You keep holding on to your cash. Prices plunge. Your money becomes worth more and more. And then, when the economy is in ruins, you buy. Suddenly you own half the world.

Or all of it. The amount of "fictional wealth" has been growing at a staggering rate. There is much more money floating around than real stuff to buy it with. (Because so many assets have been, as they say, "derivative".) It is conceivable that a small group of very rich people (maybe 1000, maybe a 500, I really don't know) will soon have enough money on them to buy, well, yes, everything.
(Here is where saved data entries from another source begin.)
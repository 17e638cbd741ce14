//! Per-query working set: a chunk plus its named sub-scores.

use paper_store::Chunk;
use serde::Serialize;

use crate::relevance::Relevance;

/// Named sub-scores. Every signal except `quality` lies in `[0, 1]`.
#[derive(Clone, Copy, Debug, Default, PartialEq, Serialize)]
pub struct SubScores {
    /// Best cosine similarity seen across query variants, clamped to `[0, 1]`.
    pub semantic: f32,
    pub keyword: f32,
    /// Hybrid-search fusion of semantic and keyword.
    pub fused: f32,
    /// Fraction of query tokens found in the paper title.
    pub title: f32,
    /// Score the list is currently ordered by (fused after search, the
    /// secondary composite after rerank).
    pub composite: f32,
    pub quality: f32,
}

/// A retrieved chunk being ranked for one query. Never persisted.
#[derive(Clone, Debug, Serialize)]
pub struct Candidate {
    pub chunk: Chunk,
    pub scores: SubScores,
    /// 1-based position in the current ordering.
    pub rank: usize,
    /// Normalized 0–100 relevance, filled in by the scorer.
    pub relevance: Option<Relevance>,
}

impl Candidate {
    pub fn new(chunk: Chunk, scores: SubScores) -> Self {
        Self {
            chunk,
            scores,
            rank: 0,
            relevance: None,
        }
    }

    pub fn id(&self) -> &str {
        &self.chunk.id
    }

    pub fn paper_id(&self) -> &str {
        &self.chunk.paper_id
    }
}

/// Re-numbers ranks `1..=n` in current order.
pub fn assign_ranks(cands: &mut [Candidate]) {
    for (i, c) in cands.iter_mut().enumerate() {
        c.rank = i + 1;
    }
}

/// Number of distinct papers among `cands`.
pub fn distinct_papers(cands: &[Candidate]) -> usize {
    let mut ids: Vec<&str> = cands.iter().map(Candidate::paper_id).collect();
    ids.sort_unstable();
    ids.dedup();
    ids.len()
}
//! Key-value cache with per-entry time-to-live.
//!
//! Expired entries are absent on read even before they are physically
//! removed. Storage and eviction are delegated to `moka`; each entry carries
//! its own TTL, applied through an [`Expiry`] policy.

use std::time::{Duration, Instant};

use moka::Expiry;
use moka::sync::Cache as MokaCache;
use tracing::debug;

/// Injected cache interface; swap in any backend without touching the core.
pub trait Cache<V>: Send + Sync {
    fn get(&self, key: &str) -> Option<V>;
    /// Last write wins for concurrent sets on the same key.
    fn set(&self, key: String, value: V, ttl: Duration);
    /// Runs pending maintenance so expired entries are evicted now.
    fn purge_expired(&self);
}

#[derive(Clone, Debug)]
pub struct CacheEntry<V> {
    pub value: V,
    pub created: Instant,
    pub ttl: Duration,
}

impl<V> CacheEntry<V> {
    pub fn is_expired(&self, now: Instant) -> bool {
        now.saturating_duration_since(self.created) >= self.ttl
    }
}

/// Expiry that reads the TTL stored on each entry. An overwrite restarts it.
struct PerEntryTtl;

impl<V> Expiry<String, CacheEntry<V>> for PerEntryTtl {
    fn expire_after_create(
        &self,
        _key: &String,
        value: &CacheEntry<V>,
        _created_at: Instant,
    ) -> Option<Duration> {
        Some(value.ttl)
    }

    fn expire_after_update(
        &self,
        _key: &String,
        value: &CacheEntry<V>,
        _updated_at: Instant,
        _duration_until_expiry: Option<Duration>,
    ) -> Option<Duration> {
        Some(value.ttl)
    }
}

/// Bounded in-memory TTL cache over `moka::sync::Cache`.
pub struct TtlCache<V> {
    inner: MokaCache<String, CacheEntry<V>>,
}

impl<V: Clone + Send + Sync + 'static> TtlCache<V> {
    pub fn new() -> Self {
        Self::with_capacity(10_000)
    }

    pub fn with_capacity(max_entries: u64) -> Self {
        let inner = MokaCache::builder()
            .max_capacity(max_entries)
            .expire_after(PerEntryTtl)
            .build();
        Self { inner }
    }

    /// Approximate entry count; settles after [`Cache::purge_expired`].
    pub fn len(&self) -> u64 {
        self.inner.entry_count()
    }

    pub fn is_empty(&self) -> bool {
        self.len() == 0
    }
}

impl<V: Clone + Send + Sync + 'static> Default for TtlCache<V> {
    fn default() -> Self {
        Self::new()
    }
}

impl<V: Clone + Send + Sync + 'static> Cache<V> for TtlCache<V> {
    fn get(&self, key: &str) -> Option<V> {
        let entry = self.inner.get(key)?;
        // moka's timer granularity is coarse; honour the exact TTL here.
        if entry.is_expired(Instant::now()) {
            self.inner.invalidate(key);
            return None;
        }
        Some(entry.value)
    }

    fn set(&self, key: String, value: V, ttl: Duration) {
        self.inner.insert(
            key,
            CacheEntry {
                value,
                created: Instant::now(),
                ttl,
            },
        );
    }

    fn purge_expired(&self) {
        self.inner.run_pending_tasks();
        debug!(entries = self.inner.entry_count(), "cache maintenance ran");
    }
}
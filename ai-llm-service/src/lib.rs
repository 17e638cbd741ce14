//! Shared LLM provider layer for the paper RAG backend.
//!
//! Two logical profiles are exposed through [`LlmProfiles`]:
//! - `generation`: answer synthesis (chat/completion)
//! - `embedding`: query and chunk embeddings
//!
//! Providers: local Ollama and any OpenAI-compatible endpoint.

pub mod config;
pub mod error_handler;
pub mod service_profiles;
pub mod services;

pub use config::llm_model_config::LlmModelConfig;
pub use config::llm_provider::LlmProvider;
pub use error_handler::{AiLlmError, ConfigError, ProviderError, ProviderErrorKind};
pub use service_profiles::LlmProfiles;
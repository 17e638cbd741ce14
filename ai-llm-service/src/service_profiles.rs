//! Shared LLM service with two profiles: `generation` and `embedding`.
//!
//! - Construct once, wrap in `Arc`, and pass clones to dependents.
//! - Caches underlying HTTP clients per config (provider+endpoint+model+key+timeout).
//!
//! # Example
//! ```no_run
//! use std::sync::Arc;
//! use ai_llm_service::LlmProfiles;
//! use ai_llm_service::config::default_config::profiles_from_env;
//!
//! # #[tokio::main]
//! # async fn main() -> Result<(), Box<dyn std::error::Error>> {
//! let (generation, embedding) = profiles_from_env()?;
//! let svc = Arc::new(LlmProfiles::new(generation, embedding));
//! let v = svc.embed("contrastive pretraining").await?;
//! println!("dim = {}", v.len());
//! # Ok(()) }
//! ```

use std::{collections::HashMap, sync::Arc};

use tokio::sync::RwLock;

use crate::{
    config::{llm_model_config::LlmModelConfig, llm_provider::LlmProvider},
    error_handler::AiLlmError,
    services::{ollama_service::OllamaService, open_ai_service::OpenAiService},
};

/// Generation and embedding profiles with lazily built, cached clients.
pub struct LlmProfiles {
    generation: LlmModelConfig,
    embedding: LlmModelConfig,

    ollama: RwLock<HashMap<ClientKey, Arc<OllamaService>>>,
    openai: RwLock<HashMap<ClientKey, Arc<OpenAiService>>>,
}

impl LlmProfiles {
    pub fn new(generation: LlmModelConfig, embedding: LlmModelConfig) -> Self {
        Self {
            generation,
            embedding,
            ollama: RwLock::new(HashMap::new()),
            openai: RwLock::new(HashMap::new()),
        }
    }

    /// Generates text with the generation profile.
    pub async fn generate(&self, prompt: &str, system: Option<&str>) -> Result<String, AiLlmError> {
        let cfg = &self.generation;
        match cfg.provider {
            LlmProvider::Ollama => self.ollama_for(cfg).await?.generate(prompt, system).await,
            LlmProvider::OpenAI => self.openai_for(cfg).await?.generate(prompt, system).await,
        }
    }

    /// Embeds text with the embedding profile.
    pub async fn embed(&self, input: &str) -> Result<Vec<f32>, AiLlmError> {
        let cfg = &self.embedding;
        match cfg.provider {
            LlmProvider::Ollama => self.ollama_for(cfg).await?.embeddings(input).await,
            LlmProvider::OpenAI => self.openai_for(cfg).await?.embeddings(input).await,
        }
    }

    /// `(generation, embedding)` configs.
    pub fn profiles(&self) -> (&LlmModelConfig, &LlmModelConfig) {
        (&self.generation, &self.embedding)
    }

    async fn ollama_for(&self, cfg: &LlmModelConfig) -> Result<Arc<OllamaService>, AiLlmError> {
        let key = ClientKey::from(cfg);
        if let Some(cli) = self.ollama.read().await.get(&key).cloned() {
            return Ok(cli);
        }
        let mut w = self.ollama.write().await;
        if let Some(cli) = w.get(&key) {
            return Ok(cli.clone());
        }
        let cli = Arc::new(OllamaService::new(cfg.clone())?);
        w.insert(key, cli.clone());
        Ok(cli)
    }

    async fn openai_for(&self, cfg: &LlmModelConfig) -> Result<Arc<OpenAiService>, AiLlmError> {
        let key = ClientKey::from(cfg);
        if let Some(cli) = self.openai.read().await.get(&key).cloned() {
            return Ok(cli);
        }
        let mut w = self.openai.write().await;
        if let Some(cli) = w.get(&key) {
            return Ok(cli.clone());
        }
        let cli = Arc::new(OpenAiService::new(cfg.clone())?);
        w.insert(key, cli.clone());
        Ok(cli)
    }
}

/// Internal cache key to identify unique client configs.
#[derive(Clone, PartialEq, Eq, Hash)]
struct ClientKey {
    provider: LlmProvider,
    endpoint: String,
    model: String,
    api_key: Option<String>,
    timeout: Option<u64>,
}

impl From<&LlmModelConfig> for ClientKey {
    fn from(cfg: &LlmModelConfig) -> Self {
        Self {
            provider: cfg.provider,
            endpoint: cfg.endpoint.clone(),
            model: cfg.model.clone(),
            api_key: cfg.api_key.clone(),
            timeout: cfg.timeout_secs,
        }
    }
}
Prices just have to fall to their natural levels (or maybe a bit further.) And that seems to be happening.

Yes, I'm just thinking out loud. Any thoughts?

2 comments:

Presskorn said...

I guess there are two problems with this piece of reasoning:

1. Its assumption that global economy will experience genuine deflation and not just low general inflation rates due to drops in the real estate market. That is to say, while we might experience deflation in the real estate market, it seems a very pessimistic hypothesis that all markets will deflate globally. And why would rich people only want to buy property; it’s seems that they already have enough mansions as it stands….
2. Its assumption (I know; half-joking) that 500 rich might buy the world, when the economy is in ruins. Well, if they try to do that then the world will, so to speak, be in demand and prices will rise thus halting their attempt at a world take-over.

So my advice to all the readers of Pangrammaticon, who are simultaneously brokers on Wall Street is: Keep putting your money to work. Just as in basic human anatomy, holding on to your liquids is never a real option. (Say not with Marx: And all that is solid melts into thin air; but rather: And all that is liquid crystallizes into solids….)

PS: I always wondered about the verb in this famous Marx-quote – Why would he write “melts” and not rather something like “vaporizes”…

Thomas Basbøll said...

in re 2: the idea is that it's a coordinated effort. A conspiracy, if you will. Each asset will be bought only once.

in re 1: yes, I am expecting genuine deflation. (I know I could be quite wrong about that.) But there's another thing. Money is created out of nothing as debt in the current system. That means that, even without deflation, and given the various highly leveraged derivative assets out there, it is conceivable that at a particular moment (helped along by Henry Poulsen's billions) a few players will hold enough cash to buy all the real stuff.

I'm not saying they actually will buy it. I'm saying they will effectively be able to buy whatever they want.